Post by Gallstones » Sat Dec 15, 2012 8:05 pm

mistermack wrote:
Cormac wrote:Looks as if this is going on longer and in more places than the media would have us think:


http://en.wikipedia.org/wiki/List_of_at ... ry_schools
One thing that is obvious from that page is that people will use whatever they can get, to maximise damage.
Several of those atrocities were done with explosives, and it seems absolutely obvious that if explosives were easier to get, there would be a lot more use of them.
The same obviously applies to guns. They are easy to get, and there is a lot of use of them.
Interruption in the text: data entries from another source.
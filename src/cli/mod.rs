//! Command-line interface implementation
//!
//! This module provides the CLI entry point and dispatches to submodules
//! for specific command implementations.

mod encode;
mod query;

use clap::{Parser, Subcommand};
use std::path::{Path, PathBuf};
use std::process::ExitCode;

use glob::glob;

use crate::config::{load_config, merge_cli_overrides, CliOverrides, GridConfig};

/// Exit codes
pub(crate) const EXIT_SUCCESS: u8 = 0;
pub(crate) const EXIT_ERROR: u8 = 1;
pub(crate) const EXIT_INVALID_ARGS: u8 = 2;

/// Input formats the encoder accepts.
#[derive(Debug, Clone, Copy, PartialEq, Eq)]
pub enum InputKind {
    /// JSON or JSON5 scene dump
    Scene,
    /// PNG label image
    LabelImage,
}

/// Classify a path by extension. Previously written grids are not inputs.
pub fn input_kind(path: &Path) -> Option<InputKind> {
    let name = path.file_name().and_then(|n| n.to_str())?;
    if name.ends_with(".grid.json") {
        return None;
    }
    match path.extension().and_then(|e| e.to_str()) {
        Some("json") | Some("json5") => Some(InputKind::Scene),
        Some("png") => Some(InputKind::LabelImage),
        _ => None,
    }
}

/// Find all encodable files in a directory (recursively), sorted.
pub fn find_input_files(dir: &Path) -> Vec<PathBuf> {
    let mut files = Vec::new();
    let dir_str = dir.display().to_string();

    for ext in ["json", "json5", "png"] {
        if let Ok(paths) = glob(&format!("{}/**/*.{}", dir_str, ext)) {
            files.extend(paths.filter_map(Result::ok).filter(|p| input_kind(p).is_some()));
        }
    }

    files.sort();
    files
}

/// utfgrid - Encode feature-id rasters as interactive grids
#[derive(Parser)]
#[command(name = "utfgrid")]
#[command(about = "utfgrid - Encode feature-id rasters as interactive UTF-8 grids")]
#[command(version)]
pub struct Cli {
    /// Path to a utfgrid.toml (default: search upwards from the current directory)
    #[arg(long, global = true)]
    pub config: Option<PathBuf>,

    #[command(subcommand)]
    pub command: Commands,
}

#[derive(Subcommand)]
pub enum Commands {
    /// Encode scene files (.json, .json5) or label images (.png) to grid JSON
    Encode {
        /// Input files or directories
        #[arg(required = true)]
        inputs: Vec<PathBuf>,

        /// Output file (single input) or directory.
        /// If omitted with a single input: print to stdout.
        /// If omitted with several inputs: {input_dir}/{stem}.grid.json
        #[arg(short, long)]
        output: Option<PathBuf>,

        /// Sampling stride for both axes (default: 4)
        #[arg(short, long, value_parser = clap::value_parser!(u32).range(1..))]
        resolution: Option<u32>,

        /// Maximum number of distinct keys per grid
        #[arg(long)]
        max_keys: Option<usize>,

        /// Indent the JSON output
        #[arg(long)]
        pretty: bool,
    },
    /// Hit-test a pixel of an encoded grid
    Query {
        /// Grid JSON file
        grid: PathBuf,

        /// Pixel column
        x: u32,

        /// Pixel row
        y: u32,

        /// Resolution the grid was encoded at (default: from config)
        #[arg(short, long, value_parser = clap::value_parser!(u32).range(1..))]
        resolution: Option<u32>,

        /// Output as JSON
        #[arg(long)]
        json: bool,
    },
    /// Summarise and validate an encoded grid
    Info {
        /// Grid JSON file
        grid: PathBuf,

        /// Output as JSON
        #[arg(long)]
        json: bool,
    },
}

/// Load the configuration and apply command-line overrides.
pub(crate) fn resolve_config(
    path: Option<&Path>,
    overrides: &CliOverrides,
) -> Result<GridConfig, ExitCode> {
    match load_config(path) {
        Ok(mut config) => {
            merge_cli_overrides(&mut config, overrides);
            let errors = config.validate();
            if errors.is_empty() {
                Ok(config)
            } else {
                for e in errors {
                    eprintln!("Error: {}", e);
                }
                Err(ExitCode::from(EXIT_INVALID_ARGS))
            }
        }
        Err(e) => {
            eprintln!("Error: {}", e);
            Err(ExitCode::from(EXIT_ERROR))
        }
    }
}

/// Parse arguments and run the selected command.
pub fn run() -> ExitCode {
    let cli = Cli::parse();
    let config_path = cli.config.as_deref();

    match cli.command {
        Commands::Encode { inputs, output, resolution, max_keys, pretty } => {
            let overrides = CliOverrides {
                resolution,
                max_keys,
                pretty: pretty.then_some(true),
                out: None,
            };
            let config = match resolve_config(config_path, &overrides) {
                Ok(c) => c,
                Err(code) => return code,
            };
            encode::run_encode(&inputs, output.as_deref(), &config)
        }
        Commands::Query { grid, x, y, resolution, json } => {
            let overrides = CliOverrides { resolution, ..Default::default() };
            let config = match resolve_config(config_path, &overrides) {
                Ok(c) => c,
                Err(code) => return code,
            };
            query::run_query(&grid, x, y, config.encode.resolution, json)
        }
        Commands::Info { grid, json } => query::run_info(&grid, json),
    }
}

#[cfg(test)]
mod tests {
    use super::*;

    #[test]
    fn test_input_kind() {
        assert_eq!(input_kind(Path::new("tile.json")), Some(InputKind::Scene));
        assert_eq!(input_kind(Path::new("a/tile.json5")), Some(InputKind::Scene));
        assert_eq!(input_kind(Path::new("labels.png")), Some(InputKind::LabelImage));
        assert_eq!(input_kind(Path::new("tile.grid.json")), None);
        assert_eq!(input_kind(Path::new("tile.txt")), None);
        assert_eq!(input_kind(Path::new("json")), None);
    }

    #[test]
    fn test_find_input_files() {
        use std::fs;
        use tempfile::TempDir;

        let temp_dir = TempDir::new().unwrap();
        let dir_path = temp_dir.path();

        fs::write(dir_path.join("a.json"), "{}").unwrap();
        fs::write(dir_path.join("b.json5"), "{}").unwrap();
        fs::write(dir_path.join("a.grid.json"), "{}").unwrap();
        fs::write(dir_path.join("notes.txt"), "ignored").unwrap();

        let sub_dir = dir_path.join("z12");
        fs::create_dir(&sub_dir).unwrap();
        fs::write(sub_dir.join("labels.png"), "not decoded here").unwrap();

        let files = find_input_files(dir_path);
        assert_eq!(files.len(), 3);
        assert!(files.iter().all(|f| input_kind(f).is_some()));
    }

    #[test]
    fn test_cli_parses_encode() {
        let cli = Cli::try_parse_from(["utfgrid", "encode", "a.json", "b.png", "-r", "2", "--pretty"])
            .unwrap();
        match cli.command {
            Commands::Encode { inputs, resolution, pretty, .. } => {
                assert_eq!(inputs.len(), 2);
                assert_eq!(resolution, Some(2));
                assert!(pretty);
            }
            _ => panic!("expected encode"),
        }
    }

    #[test]
    fn test_cli_rejects_zero_resolution() {
        assert!(Cli::try_parse_from(["utfgrid", "encode", "a.json", "-r", "0"]).is_err());
    }
}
Make it harder to get one, and people have to use something else.
But explosives and guns make killing easy, and impersonal. It would be very hard to keep killing with a knife, when you see people dying slowly and bloodily.
A gun is quick, easy, and not so messy.
Any sane country would make guns and explosives as hard to get as possible, but of course, the USA is insane, in this regard.
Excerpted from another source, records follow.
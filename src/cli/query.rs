//! Query and info command implementations
//!
//! Both commands read an already encoded grid document: `query` hit-tests a
//! pixel the way a map client would, `info` summarises and validates it.

use std::path::Path;
use std::process::ExitCode;

use crate::utfgrid::UtfGrid;

use super::{EXIT_ERROR, EXIT_SUCCESS};

fn read_grid(path: &Path) -> Result<UtfGrid, ExitCode> {
    let content = match std::fs::read_to_string(path) {
        Ok(c) => c,
        Err(e) => {
            eprintln!("Error: Cannot read '{}': {}", path.display(), e);
            return Err(ExitCode::from(EXIT_ERROR));
        }
    };
    UtfGrid::from_json(&content).map_err(|e| {
        eprintln!("Error: {}: {}", path.display(), e);
        ExitCode::from(EXIT_ERROR)
    })
}

/// Execute the query command
pub fn run_query(path: &Path, x: u32, y: u32, resolution: u32, json: bool) -> ExitCode {
    let grid = match read_grid(path) {
        Ok(g) => g,
        Err(code) => return code,
    };

    let Some(hit) = grid.lookup_pixel(x, y, resolution) else {
        if json {
            let output = serde_json::json!({ "x": x, "y": y, "hit": false });
            println!("{}", output);
        } else {
            println!("({}, {}): no feature", x, y);
        }
        return ExitCode::from(EXIT_SUCCESS);
    };

    if json {
        let output = serde_json::json!({
            "x": x,
            "y": y,
            "hit": true,
            "key": hit.key,
            "background": hit.is_background(),
            "data": hit.data,
        });
        println!("{}", output);
    } else if hit.is_background() {
        println!("({}, {}): background", x, y);
    } else {
        println!("({}, {}): {}", x, y, hit.key);
        if let Some(serde_json::Value::Object(fields)) = hit.data {
            for (name, value) in fields {
                println!("  {} = {}", name, value);
            }
        }
    }

    ExitCode::from(EXIT_SUCCESS)
}

/// Execute the info command
pub fn run_info(path: &Path, json: bool) -> ExitCode {
    let grid = match read_grid(path) {
        Ok(g) => g,
        Err(code) => return code,
    };

    let widest = grid.grid.iter().map(|row| row.chars().count()).max().unwrap_or(0);
    let ragged = grid.grid.iter().any(|row| row.chars().count() != widest);
    let validation = grid.validate();

    if json {
        let output = serde_json::json!({
            "rows": grid.rows(),
            "columns": widest,
            "ragged": ragged,
            "keys": grid.keys.len(),
            "features": grid.data.len(),
            "valid": validation.is_ok(),
            "error": validation.as_ref().err().map(|e| e.to_string()),
        });
        println!("{}", output);
    } else {
        println!("Grid: {}", path.display());
        println!("  Rows:     {}", grid.rows());
        println!("  Columns:  {}{}", widest, if ragged { " (ragged)" } else { "" });
        println!("  Keys:     {}", grid.keys.len());
        println!("  Features: {}", grid.data.len());
        if let Err(e) = &validation {
            println!("  Invalid:  {}", e);
        }
    }

    if validation.is_ok() {
        ExitCode::from(EXIT_SUCCESS)
    } else {
        ExitCode::from(EXIT_ERROR)
    }
}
They think it makes it ok, if you just fly a flag at half mast the next day, and do fuck-all. The only thing that might change minds, is if gun-lovers lose one of their own.

So at least there is one good thing that came from this. The shooter shot his own mother with her own gun. Good. One down, 100 million to go.
And about half the bereaved parents would have been gun owners. So they might have learn't a valuable lesson.
Nothing's all bad.
Another illustration about how it isn't the violence of guns that anti-gun nuts object to.
Hypocrites.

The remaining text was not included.